→ **Directions**:
The required output is every record, reproduced exactly.

→ **Data in this exercise**:
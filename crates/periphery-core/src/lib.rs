//! Shared records and constants for the periphery USB discovery agent.
//!
//! The [`Peripheral`] record is the canonical, comparable description of one
//! attached USB device for a single discovery cycle. [`RemotePeripheral`] is
//! the same record as stored by the node's peripheral registry, carrying the
//! registry-owned `id`, `version` and `parent` fields.

pub mod constants;
pub mod error;
pub mod types;

pub use error::{Error, Result};
pub use types::*;

/// Version info
pub const VERSION: &str = env!("CARGO_PKG_VERSION");
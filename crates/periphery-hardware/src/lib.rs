//! Host USB discovery layer for the periphery agent.
//!
//! This crate turns what the host knows about its attached USB devices into
//! canonical [`Peripheral`](periphery_core::Peripheral) records. It defines
//! trait-based abstractions for the two host capabilities it needs, so the
//! real implementations can be swapped for mocks in tests.
//!
//! # Design Philosophy
//!
//! - **Async-first**: All host operations are asynchronous using native `async fn`
//!   in traits (Rust 1.90 + Edition 2024 RPITIT).
//! - **Bounded**: Every blocking host call runs with a timeout.
//! - **Forgiving**: Only a USB subsystem that cannot be initialized at all is
//!   fatal; a device or attribute that cannot be read is skipped or left out.
//!
//! # Pipeline
//!
//! ```text
//! UsbBus::enumerate ──► UsbDeviceDescriptor ──► Normalizer ──► Peripheral
//!                                                  │
//!                                    ┌─────────────┴─────────────┐
//!                                  UsbIds               AttributeResolver
//!                             (names, classes)      (serial, video device)
//! ```
//!
//! # Example
//!
//! ```no_run
//! use std::time::Duration;
//! use periphery_hardware::{
//!     AttributeResolver, InitRetry, Normalizer, RusbBus, UdevAttributes, UsbBus, UsbIds,
//! };
//!
//! # async fn example() -> periphery_hardware::Result<()> {
//! let retry = InitRetry { delay: Duration::from_secs(10), max_attempts: 6 };
//! let bus = RusbBus::connect(retry, Duration::from_secs(15)).await?;
//!
//! let attributes = UdevAttributes::new("udevadm", Duration::from_secs(5));
//! let normalizer = Normalizer::new(
//!     UsbIds::discover(None),
//!     AttributeResolver::new(attributes, "/dev", "video"),
//! );
//!
//! for descriptor in bus.enumerate().await? {
//!     let peripheral = normalizer.normalize(&descriptor).await;
//!     println!("{} {}", peripheral.identifier, peripheral.name);
//! }
//! # Ok(())
//! # }
//! ```

pub mod error;
pub mod mock;
pub mod normalizer;
pub mod rusb_bus;
pub mod traits;
pub mod types;
pub mod udev;
pub mod usb_ids;

// Re-export commonly used types for convenience
pub use error::{HardwareError, Result};
pub use normalizer::{Normalizer, build_peripheral, classify_alt_settings};
pub use rusb_bus::{InitRetry, RusbBus, init_with_retry};
pub use traits::{AttributeSource, UsbBus};
pub use types::{
    AltSetting, ConfigDescriptor, EndpointDescriptor, EndpointDirection, InterfaceDescriptor,
    TransferType, UsbDeviceDescriptor,
};
pub use udev::{AttributeResolver, UdevAttributes, parse_serial};
pub use usb_ids::UsbIds;
//! Command line of the `periphery-agent` binary.
//!
//! Every option can also be set through the environment variable named in
//! its help text.

use std::path::PathBuf;
use std::time::Duration;

use clap::Parser;
use periphery_core::constants::{
    DEFAULT_ATTRIBUTE_TIMEOUT_MS, DEFAULT_DEVICE_DIR, DEFAULT_ENUMERATION_TIMEOUT_MS,
    DEFAULT_HEALTHCHECK_INTERVAL_SECS, DEFAULT_POLL_INTERVAL_SECS, DEFAULT_REQUEST_TIMEOUT_MS,
    DEFAULT_SECONDARY_DEVICE_PREFIX, DEFAULT_USB_INIT_MAX_ATTEMPTS,
    DEFAULT_USB_INIT_RETRY_DELAY_SECS,
};

use crate::config::{AgentConfig, resolve_api_base_url};

#[derive(Parser, Debug)]
#[command(name = "periphery-agent")]
#[command(
    version,
    about = "Mirror the attached USB peripherals into the node's peripheral registry",
    long_about = None
)]
pub struct Cli {
    /// Management API base URL (derived from the deployment when unset)
    #[arg(long, env = "PERIPHERY_API_URL")]
    pub api_url: Option<String>,

    /// Namespace of the agent service when running in Kubernetes
    #[arg(long, env = "MY_NAMESPACE")]
    pub namespace: Option<String>,

    /// Seconds between two discovery cycles
    #[arg(long, env = "PERIPHERY_POLL_INTERVAL", default_value_t = DEFAULT_POLL_INTERVAL_SECS)]
    pub poll_interval: u64,

    /// Seconds between two health checks before the first cycle
    #[arg(
        long,
        env = "PERIPHERY_HEALTHCHECK_INTERVAL",
        default_value_t = DEFAULT_HEALTHCHECK_INTERVAL_SECS,
    )]
    pub healthcheck_interval: u64,

    /// Registry request timeout in milliseconds
    #[arg(long, env = "PERIPHERY_REQUEST_TIMEOUT_MS", default_value_t = DEFAULT_REQUEST_TIMEOUT_MS)]
    pub request_timeout_ms: u64,

    /// udevadm query timeout in milliseconds
    #[arg(
        long,
        env = "PERIPHERY_ATTRIBUTE_TIMEOUT_MS",
        default_value_t = DEFAULT_ATTRIBUTE_TIMEOUT_MS,
    )]
    pub attribute_timeout_ms: u64,

    /// USB enumeration timeout in milliseconds
    #[arg(
        long,
        env = "PERIPHERY_ENUMERATION_TIMEOUT_MS",
        default_value_t = DEFAULT_ENUMERATION_TIMEOUT_MS,
    )]
    pub enumeration_timeout_ms: u64,

    /// Seconds between USB subsystem initialization attempts
    #[arg(
        long,
        env = "PERIPHERY_USB_INIT_RETRY_DELAY",
        default_value_t = DEFAULT_USB_INIT_RETRY_DELAY_SECS,
    )]
    pub usb_init_retry_delay: u64,

    /// USB subsystem initialization attempts before giving up
    #[arg(
        long,
        env = "PERIPHERY_USB_INIT_ATTEMPTS",
        default_value_t = DEFAULT_USB_INIT_MAX_ATTEMPTS,
    )]
    pub usb_init_attempts: u32,

    /// Directory scanned for secondary device nodes
    #[arg(long, env = "PERIPHERY_DEVICE_DIR", default_value = DEFAULT_DEVICE_DIR)]
    pub device_dir: PathBuf,

    /// Name prefix of secondary device nodes
    #[arg(
        long,
        env = "PERIPHERY_SECONDARY_PREFIX",
        default_value = DEFAULT_SECONDARY_DEVICE_PREFIX,
    )]
    pub secondary_prefix: String,

    /// udevadm executable
    #[arg(long, env = "PERIPHERY_UDEVADM", default_value = "udevadm")]
    pub udevadm: PathBuf,

    /// usb.ids database (well-known locations are searched when unset)
    #[arg(long, env = "PERIPHERY_USB_IDS")]
    pub usb_ids: Option<PathBuf>,
}

impl Cli {
    /// Build the agent configuration.
    ///
    /// `in_kubernetes` selects the in-cluster API address when no
    /// `--api-url` was given.
    pub fn into_config(self, in_kubernetes: bool) -> AgentConfig {
        let api_base_url = self
            .api_url
            .unwrap_or_else(|| resolve_api_base_url(in_kubernetes, self.namespace.as_deref()));

        AgentConfig {
            api_base_url,
            poll_interval: Duration::from_secs(self.poll_interval),
            healthcheck_interval: Duration::from_secs(self.healthcheck_interval),
            request_timeout: Duration::from_millis(self.request_timeout_ms),
            attribute_timeout: Duration::from_millis(self.attribute_timeout_ms),
            enumeration_timeout: Duration::from_millis(self.enumeration_timeout_ms),
            usb_init_retry_delay: Duration::from_secs(self.usb_init_retry_delay),
            usb_init_max_attempts: self.usb_init_attempts,
            device_dir: self.device_dir,
            secondary_device_prefix: self.secondary_prefix,
            udevadm_path: self.udevadm,
            usb_ids_path: self.usb_ids,
        }
    }
}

→ **Your response**:
filename crates/periphery-core/src/lib.rs
//! Shared records and constants for the periphery USB discovery agent.
//!
//! The [`Peripheral`] record is the canonical, comparable description of one
//! attached USB device for a single discovery cycle. [`RemotePeripheral`] is
//! the same record as stored by the node's peripheral registry, carrying the
//! registry-owned `id`, `version` and `parent` fields.

pub mod constants;
pub mod error;
pub mod types;

pub use error::{Error, Result};
pub use types::*;

/// Version info
pub const VERSION: &str = env!("CARGO_PKG_VERSION");
filename crates/periphery-hardware/src/lib.rs
//! Host USB discovery layer for the periphery agent.
//!
//! This crate turns what the host knows about its attached USB devices into
//! canonical [`Peripheral`](periphery_core::Peripheral) records. It defines
//! trait-based abstractions for the two host capabilities it needs, so the
//! real implementations can be swapped for mocks in tests.
//!
//! # Design Philosophy
//!
//! - **Async-first**: All host operations are asynchronous using native `async fn`
//!   in traits (Rust 1.90 + Edition 2024 RPITIT).
//! - **Bounded**: Every blocking host call runs with a timeout.
//! - **Forgiving**: Only a USB subsystem that cannot be initialized at all is
//!   fatal; a device or attribute that cannot be read is skipped or left out.
//!
//! # Pipeline
//!
//! ```text
//! UsbBus::enumerate ──► UsbDeviceDescriptor ──► Normalizer ──► Peripheral
//!                                                  │
//!                                    ┌─────────────┴─────────────┐
//!                                  UsbIds               AttributeResolver
//!                             (names, classes)      (serial, video device)
//! ```
//!
//! # Example
//!
//! ```no_run
//! use std::time::Duration;
//! use periphery_hardware::{
//!     AttributeResolver, InitRetry, Normalizer, RusbBus, UdevAttributes, UsbBus, UsbIds,
//! };
//!
//! # async fn example() -> periphery_hardware::Result<()> {
//! let retry = InitRetry { delay: Duration::from_secs(10), max_attempts: 6 };
//! let bus = RusbBus::connect(retry, Duration::from_secs(15)).await?;
//!
//! let attributes = UdevAttributes::new("udevadm", Duration::from_secs(5));
//! let normalizer = Normalizer::new(
//!     UsbIds::discover(None),
//!     AttributeResolver::new(attributes, "/dev", "video"),
//! );
//!
//! for descriptor in bus.enumerate().await? {
//!     let peripheral = normalizer.normalize(&descriptor).await;
//!     println!("{} {}", peripheral.identifier, peripheral.name);
//! }
//! # Ok(())
//! # }
//! ```

pub mod error;
pub mod mock;
pub mod normalizer;
pub mod rusb_bus;
pub mod traits;
pub mod types;
pub mod udev;
pub mod usb_ids;

// Re-export commonly used types for convenience
pub use error::{HardwareError, Result};
pub use normalizer::{Normalizer, build_peripheral, classify_alt_settings};
pub use rusb_bus::{InitRetry, RusbBus, init_with_retry};
pub use traits::{AttributeSource, UsbBus};
pub use types::{
    AltSetting, ConfigDescriptor, EndpointDescriptor, EndpointDirection, InterfaceDescriptor,
    TransferType, UsbDeviceDescriptor,
};
pub use udev::{AttributeResolver, UdevAttributes, parse_serial};
pub use usb_ids::UsbIds;
//! Command line of the `periphery-agent` binary.
//!
//! Every option can also be set through the environment variable named in
//! its help text.

use std::path::PathBuf;
use std::time::Duration;

use clap::Parser;
use periphery_core::constants::{
    DEFAULT_ATTRIBUTE_TIMEOUT_MS, DEFAULT_DEVICE_DIR, DEFAULT_ENUMERATION_TIMEOUT_MS,
    DEFAULT_HEALTHCHECK_INTERVAL_SECS, DEFAULT_POLL_INTERVAL_SECS, DEFAULT_REQUEST_TIMEOUT_MS,
    DEFAULT_SECONDARY_DEVICE_PREFIX, DEFAULT_USB_INIT_MAX_ATTEMPTS,
    DEFAULT_USB_INIT_RETRY_DELAY_SECS,
};

use crate::config::{AgentConfig, resolve_api_base_url};

#[derive(Parser, Debug)]
#[command(name = "periphery-agent")]
#[command(
    version,
    about = "Mirror the attached USB peripherals into the node's peripheral registry",
    long_about = None
)]
pub struct Cli {
    /// Management API base URL (derived from the deployment when unset)
    #[arg(long, env = "PERIPHERY_API_URL")]
    pub api_url: Option<String>,

    /// Namespace of the agent service when running in Kubernetes
    #[arg(long, env = "MY_NAMESPACE")]
    pub namespace: Option<String>,

    /// Seconds between two discovery cycles
    #[arg(long, env = "PERIPHERY_POLL_INTERVAL", default_value_t = DEFAULT_POLL_INTERVAL_SECS)]
    pub poll_interval: u64,

    /// Seconds between two health checks before the first cycle
    #[arg(
        long,
        env = "PERIPHERY_HEALTHCHECK_INTERVAL",
        default_value_t = DEFAULT_HEALTHCHECK_INTERVAL_SECS,
    )]
    pub healthcheck_interval: u64,

    /// Registry request timeout in milliseconds
    #[arg(long, env = "PERIPHERY_REQUEST_TIMEOUT_MS", default_value_t = DEFAULT_REQUEST_TIMEOUT_MS)]
    pub request_timeout_ms: u64,

    /// udevadm query timeout in milliseconds
    #[arg(
        long,
        env = "PERIPHERY_ATTRIBUTE_TIMEOUT_MS",
        default_value_t = DEFAULT_ATTRIBUTE_TIMEOUT_MS,
    )]
    pub attribute_timeout_ms: u64,

    /// USB enumeration timeout in milliseconds
    #[arg(
        long,
        env = "PERIPHERY_ENUMERATION_TIMEOUT_MS",
        default_value_t = DEFAULT_ENUMERATION_TIMEOUT_MS,
    )]
    pub enumeration_timeout_ms: u64,

    /// Seconds between USB subsystem initialization attempts
    #[arg(
        long,
        env = "PERIPHERY_USB_INIT_RETRY_DELAY",
        default_value_t = DEFAULT_USB_INIT_RETRY_DELAY_SECS,
    )]
    pub usb_init_retry_delay: u64,

    /// USB subsystem initialization attempts before giving up
    #[arg(
        long,
        env = "PERIPHERY_USB_INIT_ATTEMPTS",
        default_value_t = DEFAULT_USB_INIT_MAX_ATTEMPTS,
    )]
    pub usb_init_attempts: u32,

    /// Directory scanned for secondary device nodes
    #[arg(long, env = "PERIPHERY_DEVICE_DIR", default_value = DEFAULT_DEVICE_DIR)]
    pub device_dir: PathBuf,

    /// Name prefix of secondary device nodes
    #[arg(
        long,
        env = "PERIPHERY_SECONDARY_PREFIX",
        default_value = DEFAULT_SECONDARY_DEVICE_PREFIX,
    )]
    pub secondary_prefix: String,

    /// udevadm executable
    #[arg(long, env = "PERIPHERY_UDEVADM", default_value = "udevadm")]
    pub udevadm: PathBuf,

    /// usb.ids database (well-known locations are searched when unset)
    #[arg(long, env = "PERIPHERY_USB_IDS")]
    pub usb_ids: Option<PathBuf>,
}

impl Cli {
    /// Build the agent configuration.
    ///
    /// `in_kubernetes` selects the in-cluster API address when no
    /// `--api-url` was given.
    pub fn into_config(self, in_kubernetes: bool) -> AgentConfig {
        let api_base_url = self
            .api_url
            .unwrap_or_else(|| resolve_api_base_url(in_kubernetes, self.namespace.as_deref()));

        AgentConfig {
            api_base_url,
            poll_interval: Duration::from_secs(self.poll_interval),
            healthcheck_interval: Duration::from_secs(self.healthcheck_interval),
            request_timeout: Duration::from_millis(self.request_timeout_ms),
            attribute_timeout: Duration::from_millis(self.attribute_timeout_ms),
            enumeration_timeout: Duration::from_millis(self.enumeration_timeout_ms),
            usb_init_retry_delay: Duration::from_secs(self.usb_init_retry_delay),
            usb_init_max_attempts: self.usb_init_attempts,
            device_dir: self.device_dir,
            secondary_device_prefix: self.secondary_prefix,
            udevadm_path: self.udevadm,
            usb_ids_path: self.usb_ids,
        }
    }
}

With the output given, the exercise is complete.